//! Request ID generation.
//!
//! # Design Decisions
//! - Request ID added as early as possible for tracing
//! - An ID supplied by the client is kept, not replaced

use axum::http::{HeaderMap, HeaderName, HeaderValue, Request};
use tower_http::request_id::{MakeRequestId, RequestId};

pub const X_REQUEST_ID: HeaderName = HeaderName::from_static("x-request-id");

/// Issues a UUID v4 per request.
#[derive(Debug, Clone, Copy, Default)]
pub struct MakeRequestUuidV4;

impl MakeRequestId for MakeRequestUuidV4 {
    fn make_request_id<B>(&mut self, _request: &Request<B>) -> Option<RequestId> {
        let id = uuid::Uuid::new_v4().to_string();
        HeaderValue::from_str(&id).ok().map(RequestId::new)
    }
}

/// The request's ID, if it carries a readable one.
pub fn request_id(headers: &HeaderMap) -> Option<&str> {
    headers.get(X_REQUEST_ID).and_then(|v| v.to_str().ok())
}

-*-

▸ What you are asked to do
List every line above that contains the word "headers".

▸ Output of the exercise
pub fn request_id(headers: &HeaderMap) -> Option<&str> {
    headers.get(X_REQUEST_ID).and_then(|v| v.to_str().ok())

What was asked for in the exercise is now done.